The festivities were less frisky on Monday for the Simchat Torah Eve service at Temple Sinai, a Reform synagogue on Portsmouth's Hatton Point Road .
"Now our cycle ends and begins again, with song and dance," Rabbi Arthur Z. Steinberg said as he began his 26th Simchat Torah service in the modern-style sanctuary of wood, glass and brick.
"Eternal Torah! The more we hold you close, the more you lift us up. We will be glad, we will rejoice," responded about 30 congregants who defied rainy, chilly weather to attend.
After more readings from a prayer book, Steinberg spun the ark – a big, hollow sphere that rotated on its axis – and lifted out the synagogue's two Torahs, each more than 300 years old. Each scroll, consisting of scores of skin parchment pages glued together, was rolled around twin dowels with double-ended handles.
Followed by two men who carried the scrolls, Steinberg led congregants in a march that snaked up and down the sanctuary aisles. Wa ving little blue flags with the Star of David, they sang songs from other Jewish holidays as well as a tune usually heard at Sabbath services on Friday nights. "Bim, bom, bim, bom, bim, Shabbat shalom," they sang: "Sabbath peace!"
The procession completed, Steinberg recited in Hebrew the last words of the year's Torah readings – and began the cycle afresh in the same breath with the first words of Genesis. "In the beginning, God created the earth …," he translated.
Yet the crowning moment of the evening was to come.
"The Torah does not belong to me," Steinberg said. "The Torah belongs to every member of the congregation, and generically the Torah belongs to the Jewish people. I want you to feel it."
Knowing what was coming, congregants formed a double line down the center aisle. As Steinberg held one end of a Torah, Newfield held the other and shuffled backward between the lines, unrolling the scroll that was hand-copied in the era of the Quakers' arrival in Colonial Pennsylvania.
With palms up, men, women and children held the Torah in their extended arms. Breathed over it. Felt its slightly oily texture, examined the neat, black Hebrew lettering, listened as Steinberg translated the exposed text.
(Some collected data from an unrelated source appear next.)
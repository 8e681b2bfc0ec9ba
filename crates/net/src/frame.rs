//! Message framing for peer channels.
//!
//! One message is one JSON value on one line, the framing a streaming
//! JSON encoder produces naturally. A [`Connection`] owns the stream
//! (plain TCP or TLS) and a reusable line buffer; callers serialize a
//! whole round-trip by holding the peer's lock across write and read.

use crate::error::NetError;
use serde::de::DeserializeOwned;
use serde::Serialize;
use tokio::io::{AsyncBufReadExt, AsyncRead, AsyncWrite, AsyncWriteExt, BufReader};

/// Object-safe alias for the byte streams a connection can run over.
pub trait Stream: AsyncRead + AsyncWrite + Unpin + Send {}

impl<T: AsyncRead + AsyncWrite + Unpin + Send> Stream for T {}

/// A framed peer channel.
pub struct Connection {
    inner: BufReader<Box<dyn Stream>>,
    line: Vec<u8>,
}

impl std::fmt::Debug for Connection {
    fn fmt(&self, f: &mut std::fmt::Formatter<'_>) -> std::fmt::Result {
        f.debug_struct("Connection").finish_non_exhaustive()
    }
}

impl Connection {
    /// Wrap an established stream.
    pub fn new(stream: Box<dyn Stream>) -> Self {
        Connection {
            inner: BufReader::new(stream),
            line: Vec::new(),
        }
    }

    /// Write one message and flush it to the wire.
    pub async fn write_message<T: Serialize>(&mut self, msg: &T) -> Result<(), NetError> {
        let mut buf = serde_json::to_vec(msg)?;
        buf.push(b'\n');
        self.inner.write_all(&buf).await?;
        self.inner.flush().await?;
        Ok(())
    }

    /// Read one message. A clean end of stream reports
    /// [`NetError::Closed`].
    pub async fn read_message<T: DeserializeOwned>(&mut self) -> Result<T, NetError> {
        self.line.clear();
        let n = self.inner.read_until(b'\n', &mut self.line).await?;
        if n == 0 {
            return Err(NetError::Closed);
        }
        Ok(serde_json::from_slice(&self.line)?)
    }

    /// Shut the write side down, signalling end of stream to the peer.
    pub async fn shutdown(&mut self) -> Result<(), NetError> {
        self.inner.shutdown().await?;
        Ok(())
    }
}

// ---------------------------------------------------------------------------
// Tests
// ---------------------------------------------------------------------------

#[cfg(test)]
mod tests {
    use super::*;
    use serde::Deserialize;

    #[derive(Debug, PartialEq, Serialize, Deserialize)]
    struct Ping {
        seq: u32,
        text: String,
    }

    fn pair() -> (Connection, Connection) {
        let (a, b) = tokio::io::duplex(4096);
        (Connection::new(Box::new(a)), Connection::new(Box::new(b)))
    }

    #[tokio::test]
    async fn test_round_trip() {
        let (mut left, mut right) = pair();

        let msg = Ping {
            seq: 7,
            text: "hello".to_string(),
        };
        left.write_message(&msg).await.unwrap();

        let got: Ping = right.read_message().await.unwrap();
        assert_eq!(got, msg);
    }

    #[tokio::test]
    async fn test_messages_keep_order() {
        let (mut left, mut right) = pair();

        for seq in 0..10u32 {
            left.write_message(&Ping {
                seq,
                text: "m".to_string(),
            })
            .await
            .unwrap();
        }
        for seq in 0..10u32 {
            let got: Ping = right.read_message().await.unwrap();
            assert_eq!(got.seq, seq);
        }
    }

    #[tokio::test]
    async fn test_closed_stream_reports_closed() {
        let (mut left, right) = pair();
        drop(right);

        let err = left.read_message::<Ping>().await.unwrap_err();
        assert!(matches!(err, NetError::Closed));
    }

    #[tokio::test]
    async fn test_garbage_line_is_codec_error() {
        let (a, b) = tokio::io::duplex(4096);
        let mut raw = a;
        let mut conn = Connection::new(Box::new(b));

        raw.write_all(b"{not json}\n").await.unwrap();

        let err = conn.read_message::<Ping>().await.unwrap_err();
        assert!(matches!(err, NetError::Codec(_)));
    }
}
"Here, Adam and Eve are talking about the tree of knowledge of good and evil … here is the story of Noah," he said, working his way down the parchment. "Here, messengers are telling Sarah and Abraham that they're going to be having a baby."
It was a moment that congregant Harriet McCullough said she looks forward to every year.
"Not a lot of synagogues do this, give everybody an opportunity to hold the scroll," McCullough said after the service. "It's pretty powerful, even the parchment itself. It feels living."